**Task instructions**
Where a line of the entries holds the string "current", copy that line.
╭─ Source data
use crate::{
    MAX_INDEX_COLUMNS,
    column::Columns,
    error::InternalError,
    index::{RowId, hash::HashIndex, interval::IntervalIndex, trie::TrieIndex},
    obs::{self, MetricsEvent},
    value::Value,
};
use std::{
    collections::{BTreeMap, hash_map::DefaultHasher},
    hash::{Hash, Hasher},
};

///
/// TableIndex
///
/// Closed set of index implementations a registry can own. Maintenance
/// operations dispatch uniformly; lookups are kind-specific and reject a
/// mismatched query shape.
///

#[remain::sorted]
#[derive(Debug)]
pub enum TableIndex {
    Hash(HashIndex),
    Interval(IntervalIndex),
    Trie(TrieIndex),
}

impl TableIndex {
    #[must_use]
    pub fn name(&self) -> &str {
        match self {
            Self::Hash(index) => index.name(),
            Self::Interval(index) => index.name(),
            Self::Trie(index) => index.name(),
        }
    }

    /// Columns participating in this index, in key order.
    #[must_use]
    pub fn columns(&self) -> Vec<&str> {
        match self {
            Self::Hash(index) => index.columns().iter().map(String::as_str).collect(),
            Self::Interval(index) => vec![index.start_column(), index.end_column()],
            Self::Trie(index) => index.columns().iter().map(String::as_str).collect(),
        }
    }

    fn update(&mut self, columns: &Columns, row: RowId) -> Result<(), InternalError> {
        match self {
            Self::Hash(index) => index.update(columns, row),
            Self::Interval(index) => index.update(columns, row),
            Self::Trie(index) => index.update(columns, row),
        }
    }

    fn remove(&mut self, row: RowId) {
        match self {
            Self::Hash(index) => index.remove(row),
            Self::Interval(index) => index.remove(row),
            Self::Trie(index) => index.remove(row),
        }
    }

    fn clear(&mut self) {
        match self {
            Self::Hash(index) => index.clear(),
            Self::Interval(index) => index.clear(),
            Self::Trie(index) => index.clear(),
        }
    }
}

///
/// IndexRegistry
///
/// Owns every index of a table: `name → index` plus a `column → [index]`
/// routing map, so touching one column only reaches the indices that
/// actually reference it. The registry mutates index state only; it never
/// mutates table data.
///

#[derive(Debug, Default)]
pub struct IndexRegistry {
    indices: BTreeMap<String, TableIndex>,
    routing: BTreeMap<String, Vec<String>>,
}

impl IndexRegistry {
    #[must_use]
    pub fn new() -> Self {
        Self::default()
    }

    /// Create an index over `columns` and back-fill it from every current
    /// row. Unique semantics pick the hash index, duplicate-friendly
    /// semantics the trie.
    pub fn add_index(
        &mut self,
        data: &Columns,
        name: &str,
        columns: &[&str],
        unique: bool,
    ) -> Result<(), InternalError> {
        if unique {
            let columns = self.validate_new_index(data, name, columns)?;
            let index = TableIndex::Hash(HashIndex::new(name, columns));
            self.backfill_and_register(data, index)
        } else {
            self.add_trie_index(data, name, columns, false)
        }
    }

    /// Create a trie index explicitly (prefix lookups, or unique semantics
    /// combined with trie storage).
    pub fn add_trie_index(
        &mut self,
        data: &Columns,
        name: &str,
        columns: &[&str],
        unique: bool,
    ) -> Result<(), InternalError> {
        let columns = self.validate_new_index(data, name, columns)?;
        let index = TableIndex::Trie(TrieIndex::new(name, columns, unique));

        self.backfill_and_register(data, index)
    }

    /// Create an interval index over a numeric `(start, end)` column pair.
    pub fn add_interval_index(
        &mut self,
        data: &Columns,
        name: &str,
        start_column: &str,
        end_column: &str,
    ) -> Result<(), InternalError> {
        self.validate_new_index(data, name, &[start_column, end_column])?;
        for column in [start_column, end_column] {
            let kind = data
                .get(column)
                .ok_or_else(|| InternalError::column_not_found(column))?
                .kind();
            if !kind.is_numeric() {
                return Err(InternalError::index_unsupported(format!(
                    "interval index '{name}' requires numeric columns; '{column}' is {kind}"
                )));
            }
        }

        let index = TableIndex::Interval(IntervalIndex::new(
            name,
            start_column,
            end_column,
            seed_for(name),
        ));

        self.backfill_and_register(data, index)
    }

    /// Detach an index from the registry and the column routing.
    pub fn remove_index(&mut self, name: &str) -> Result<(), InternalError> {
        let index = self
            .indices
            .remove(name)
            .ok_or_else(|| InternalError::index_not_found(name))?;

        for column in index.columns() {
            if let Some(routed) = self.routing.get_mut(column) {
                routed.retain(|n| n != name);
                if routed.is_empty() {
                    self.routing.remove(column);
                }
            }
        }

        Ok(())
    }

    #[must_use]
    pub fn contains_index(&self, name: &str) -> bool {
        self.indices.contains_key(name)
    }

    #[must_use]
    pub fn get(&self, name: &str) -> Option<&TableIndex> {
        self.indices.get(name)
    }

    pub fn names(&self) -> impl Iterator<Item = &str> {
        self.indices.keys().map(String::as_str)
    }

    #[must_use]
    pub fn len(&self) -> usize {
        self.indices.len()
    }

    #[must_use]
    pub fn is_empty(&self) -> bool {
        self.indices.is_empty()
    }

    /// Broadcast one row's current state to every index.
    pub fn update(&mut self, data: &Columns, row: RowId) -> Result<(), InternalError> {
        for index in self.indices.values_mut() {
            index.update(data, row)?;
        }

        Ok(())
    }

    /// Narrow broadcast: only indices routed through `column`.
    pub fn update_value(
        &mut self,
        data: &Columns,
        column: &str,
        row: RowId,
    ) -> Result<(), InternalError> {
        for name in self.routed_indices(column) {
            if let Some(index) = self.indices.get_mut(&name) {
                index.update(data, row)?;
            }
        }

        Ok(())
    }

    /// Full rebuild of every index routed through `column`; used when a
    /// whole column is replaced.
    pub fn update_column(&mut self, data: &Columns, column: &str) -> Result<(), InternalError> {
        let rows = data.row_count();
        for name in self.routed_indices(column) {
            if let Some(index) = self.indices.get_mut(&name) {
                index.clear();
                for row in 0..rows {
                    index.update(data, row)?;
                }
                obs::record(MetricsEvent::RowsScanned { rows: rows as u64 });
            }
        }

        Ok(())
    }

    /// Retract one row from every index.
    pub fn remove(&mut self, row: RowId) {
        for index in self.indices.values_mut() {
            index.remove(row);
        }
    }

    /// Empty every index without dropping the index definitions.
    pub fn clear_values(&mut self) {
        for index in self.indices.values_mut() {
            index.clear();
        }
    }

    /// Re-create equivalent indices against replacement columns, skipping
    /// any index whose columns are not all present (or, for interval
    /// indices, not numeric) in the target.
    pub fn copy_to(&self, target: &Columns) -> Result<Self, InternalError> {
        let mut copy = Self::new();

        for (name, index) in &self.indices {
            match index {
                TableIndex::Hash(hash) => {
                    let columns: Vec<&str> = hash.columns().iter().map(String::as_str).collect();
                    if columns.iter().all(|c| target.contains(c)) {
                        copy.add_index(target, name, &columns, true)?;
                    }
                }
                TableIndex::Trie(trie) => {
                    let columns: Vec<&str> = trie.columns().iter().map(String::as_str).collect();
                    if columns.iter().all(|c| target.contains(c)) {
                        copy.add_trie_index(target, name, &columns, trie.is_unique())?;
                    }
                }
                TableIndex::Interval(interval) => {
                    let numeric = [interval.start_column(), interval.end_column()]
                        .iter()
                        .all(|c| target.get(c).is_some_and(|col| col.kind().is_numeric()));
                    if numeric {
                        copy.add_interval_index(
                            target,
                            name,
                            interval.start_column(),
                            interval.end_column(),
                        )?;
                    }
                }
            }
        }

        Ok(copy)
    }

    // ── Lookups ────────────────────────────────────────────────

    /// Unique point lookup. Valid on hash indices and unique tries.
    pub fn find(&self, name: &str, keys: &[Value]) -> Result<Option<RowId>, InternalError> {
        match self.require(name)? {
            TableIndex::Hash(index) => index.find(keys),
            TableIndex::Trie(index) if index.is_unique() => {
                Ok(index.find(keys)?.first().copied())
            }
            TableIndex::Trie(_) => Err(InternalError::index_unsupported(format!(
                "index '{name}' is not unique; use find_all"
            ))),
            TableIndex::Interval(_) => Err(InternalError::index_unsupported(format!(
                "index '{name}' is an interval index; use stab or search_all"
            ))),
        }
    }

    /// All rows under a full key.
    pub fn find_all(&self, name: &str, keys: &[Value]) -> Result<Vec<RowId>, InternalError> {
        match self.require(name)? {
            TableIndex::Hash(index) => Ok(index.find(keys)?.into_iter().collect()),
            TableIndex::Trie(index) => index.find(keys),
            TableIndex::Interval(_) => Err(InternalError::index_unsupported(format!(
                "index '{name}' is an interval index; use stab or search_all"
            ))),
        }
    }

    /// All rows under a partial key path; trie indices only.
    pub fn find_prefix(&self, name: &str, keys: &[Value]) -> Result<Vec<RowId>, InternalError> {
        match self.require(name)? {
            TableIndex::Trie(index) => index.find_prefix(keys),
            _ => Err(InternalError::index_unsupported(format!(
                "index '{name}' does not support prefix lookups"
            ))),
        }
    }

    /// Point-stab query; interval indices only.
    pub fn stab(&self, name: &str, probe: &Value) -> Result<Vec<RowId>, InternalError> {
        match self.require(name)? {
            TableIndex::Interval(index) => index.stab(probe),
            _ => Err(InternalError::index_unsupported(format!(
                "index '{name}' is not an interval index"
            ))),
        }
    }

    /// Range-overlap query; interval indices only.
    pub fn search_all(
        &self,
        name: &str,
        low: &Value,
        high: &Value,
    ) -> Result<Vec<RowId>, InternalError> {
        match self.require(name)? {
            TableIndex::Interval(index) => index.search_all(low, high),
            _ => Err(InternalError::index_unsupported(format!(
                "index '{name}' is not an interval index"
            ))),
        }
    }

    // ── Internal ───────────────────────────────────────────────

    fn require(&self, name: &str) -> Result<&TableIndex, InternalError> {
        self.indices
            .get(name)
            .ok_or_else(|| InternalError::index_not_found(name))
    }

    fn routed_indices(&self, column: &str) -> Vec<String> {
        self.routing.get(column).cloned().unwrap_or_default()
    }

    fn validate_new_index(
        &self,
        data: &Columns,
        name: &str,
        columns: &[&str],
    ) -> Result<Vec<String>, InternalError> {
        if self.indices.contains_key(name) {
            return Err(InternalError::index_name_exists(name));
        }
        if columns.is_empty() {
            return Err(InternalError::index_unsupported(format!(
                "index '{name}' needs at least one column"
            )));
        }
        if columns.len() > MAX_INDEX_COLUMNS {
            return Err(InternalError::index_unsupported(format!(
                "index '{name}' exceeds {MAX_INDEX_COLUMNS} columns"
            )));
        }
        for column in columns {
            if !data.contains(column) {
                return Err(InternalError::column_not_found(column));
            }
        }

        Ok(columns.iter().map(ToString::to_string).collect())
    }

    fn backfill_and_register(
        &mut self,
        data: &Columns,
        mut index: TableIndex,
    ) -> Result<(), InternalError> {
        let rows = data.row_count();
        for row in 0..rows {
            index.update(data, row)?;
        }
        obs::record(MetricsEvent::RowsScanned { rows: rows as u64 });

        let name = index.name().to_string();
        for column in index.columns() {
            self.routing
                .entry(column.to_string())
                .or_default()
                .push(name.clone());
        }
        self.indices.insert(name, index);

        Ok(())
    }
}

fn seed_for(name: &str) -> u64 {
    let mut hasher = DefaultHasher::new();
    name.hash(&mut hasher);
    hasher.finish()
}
╰─
╭─ Source data
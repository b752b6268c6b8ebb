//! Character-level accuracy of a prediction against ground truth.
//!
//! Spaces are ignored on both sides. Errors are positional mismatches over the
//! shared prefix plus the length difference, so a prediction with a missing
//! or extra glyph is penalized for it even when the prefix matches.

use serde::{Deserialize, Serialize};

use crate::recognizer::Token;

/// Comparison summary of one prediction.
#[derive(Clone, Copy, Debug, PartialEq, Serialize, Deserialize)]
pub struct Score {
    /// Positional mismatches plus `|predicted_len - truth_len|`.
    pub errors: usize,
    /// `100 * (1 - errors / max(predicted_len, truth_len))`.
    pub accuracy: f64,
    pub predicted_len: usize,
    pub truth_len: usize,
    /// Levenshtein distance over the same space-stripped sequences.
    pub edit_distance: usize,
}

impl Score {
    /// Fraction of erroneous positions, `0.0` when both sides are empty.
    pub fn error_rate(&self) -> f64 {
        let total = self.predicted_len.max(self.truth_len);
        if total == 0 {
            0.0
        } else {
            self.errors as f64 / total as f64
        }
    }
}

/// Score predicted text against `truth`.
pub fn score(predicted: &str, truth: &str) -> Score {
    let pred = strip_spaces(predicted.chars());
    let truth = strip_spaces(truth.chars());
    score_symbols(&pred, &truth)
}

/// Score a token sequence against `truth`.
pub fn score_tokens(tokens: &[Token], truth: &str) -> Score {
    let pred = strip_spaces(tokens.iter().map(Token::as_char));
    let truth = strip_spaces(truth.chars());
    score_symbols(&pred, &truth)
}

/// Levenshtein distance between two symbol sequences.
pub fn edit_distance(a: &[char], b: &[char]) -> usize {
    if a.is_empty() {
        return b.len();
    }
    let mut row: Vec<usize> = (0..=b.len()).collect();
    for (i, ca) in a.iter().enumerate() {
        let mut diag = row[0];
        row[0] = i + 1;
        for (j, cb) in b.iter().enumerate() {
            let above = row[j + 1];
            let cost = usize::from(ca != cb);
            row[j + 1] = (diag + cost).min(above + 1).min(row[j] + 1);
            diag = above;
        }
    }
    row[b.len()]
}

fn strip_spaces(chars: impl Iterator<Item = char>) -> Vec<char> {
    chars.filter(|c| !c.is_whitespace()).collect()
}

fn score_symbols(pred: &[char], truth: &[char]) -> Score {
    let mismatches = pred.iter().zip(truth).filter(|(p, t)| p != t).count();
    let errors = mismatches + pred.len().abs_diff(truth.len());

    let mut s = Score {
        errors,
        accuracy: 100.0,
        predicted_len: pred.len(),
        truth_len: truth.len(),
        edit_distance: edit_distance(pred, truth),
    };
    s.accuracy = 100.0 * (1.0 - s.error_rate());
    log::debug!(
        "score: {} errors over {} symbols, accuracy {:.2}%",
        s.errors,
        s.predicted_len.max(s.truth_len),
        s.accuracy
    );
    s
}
╰─
**Exercise result**
    /// Create an index over `columns` and back-fill it from every current
    /// Broadcast one row's current state to every index.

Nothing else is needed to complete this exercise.